Kartoffeln, Kartoffeln, Kartoffeln in allen Formen und Varianten, Fleisch etwa sieben Mal in der Woche, viel, viel Milch und natürlich der typische irische Tee mit Milch (schmeckt allerdings sehr gut). So sieht der irische Speiseplan aus. Manchmal gibt es auch Nudeln oder Tiefkühlpizza. Glücklicherweise habe ich es mit dem Essen besser getroffen als andere, denn meine Gastmutter ist eine begabte Köchin. Auch wenn ich immer nachsalzen muss, schmeckt mir das Essen.  

Landschaft  

Wenn ich so aus dem Fenster blicke, würde ich die Landschaft als hügelig und grün bezeichnen. Wie ich sagte, ist jetzt Jänner. Die meisten Wiesen sind immer noch grün, wenn auch die Bäume ihre Blätter verloren haben. Die Häuser sind meist zweistöckig. Mehrfamilienhäuser gibt es nur sehr wenige, denn jeder will sein Eigenheim.

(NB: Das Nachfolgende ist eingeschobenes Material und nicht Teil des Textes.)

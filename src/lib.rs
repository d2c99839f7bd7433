//! User-management service: route-composition tree and HTTP front.

pub mod api;
pub mod config;
pub mod http;
pub mod lifecycle;
pub mod observability;
pub mod routing;

pub use config::schema::ServiceConfig;
pub use http::HttpServer;
pub use lifecycle::Shutdown;
pub use routing::{RouteNode, RouteTree, TreeBuilder};
//! Errors raised while assembling and compiling the route tree.

use thiserror::Error;

/// Structural precondition violated by an attach.
#[derive(Debug, Clone, PartialEq, Eq, Error)]
pub enum BuildError {
    /// The child handle does not resolve to a node of this tree.
    #[error("child is missing")]
    ChildMissing,

    /// The child already has a parent.
    #[error("child already has a parent")]
    ChildAlreadyAttached,

    /// The child's sub-path is empty, bare `/`, or lacks a leading `/`.
    #[error("sub-path {0:?} is not valid")]
    InvalidSubPath(String),

    /// The parent has no routing scope yet.
    #[error("parent is not mounted")]
    ParentNotMounted,
}

/// Registration the routing engine cannot turn into a live route.
#[derive(Debug, Clone, PartialEq, Eq, Error)]
pub enum EngineError {
    /// Extension methods cannot be used as method filters.
    #[error("method {method} on {path} cannot be routed")]
    UnsupportedMethod { path: String, method: String },

    /// Path uses syntax the router rejects.
    #[error("route {path} is invalid: {reason}")]
    InvalidRoute { path: String, reason: &'static str },

    /// Path cannot be placed in the matcher next to the other routes.
    #[error("route {path} cannot be routed: {source}")]
    Unroutable {
        path: String,
        #[source]
        source: matchit::InsertError,
    },

    /// Scope handle not issued by this engine.
    #[error("scope {0} is unknown")]
    UnknownScope(usize),
}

Die meisten Menschen leben in einem der unzähligen kleinen Reihenhäuser. Jedes Haus hat seinen eigenen Garten, in dem eigentlich nur Gras wächst, der aber immer perfekt gepflegt aussieht. Ich persönlich wohne in einer Villa auf einem Hügel neben dem Dorf Mallow. Es ist ein echt wunderschönes Haus, mir persönlich aber fast zu groß und in seiner breit zur Schau gestellten Perfektion nicht wirklich heimelig.  

Wetter  

Wie ich bereits gesagt habe, regnet es hier eigentlich jeden Tag. Die schlechtesten Wetterverhältnisse gibt es von November bis Anfang Januar: Dauerregen mit zahlreichen Überschwemmungen, etwa eine Stunde Sonnenschein pro Woche und Dunkelheit ab halb fünf am Abend. Jetzt wird das Wetter schon wieder besser. Die Sonne scheint häufiger, es wird spürbar wärmer, und der Regen wird seltener. Ich freue mich schon unglaublich auf den irischen Frühling!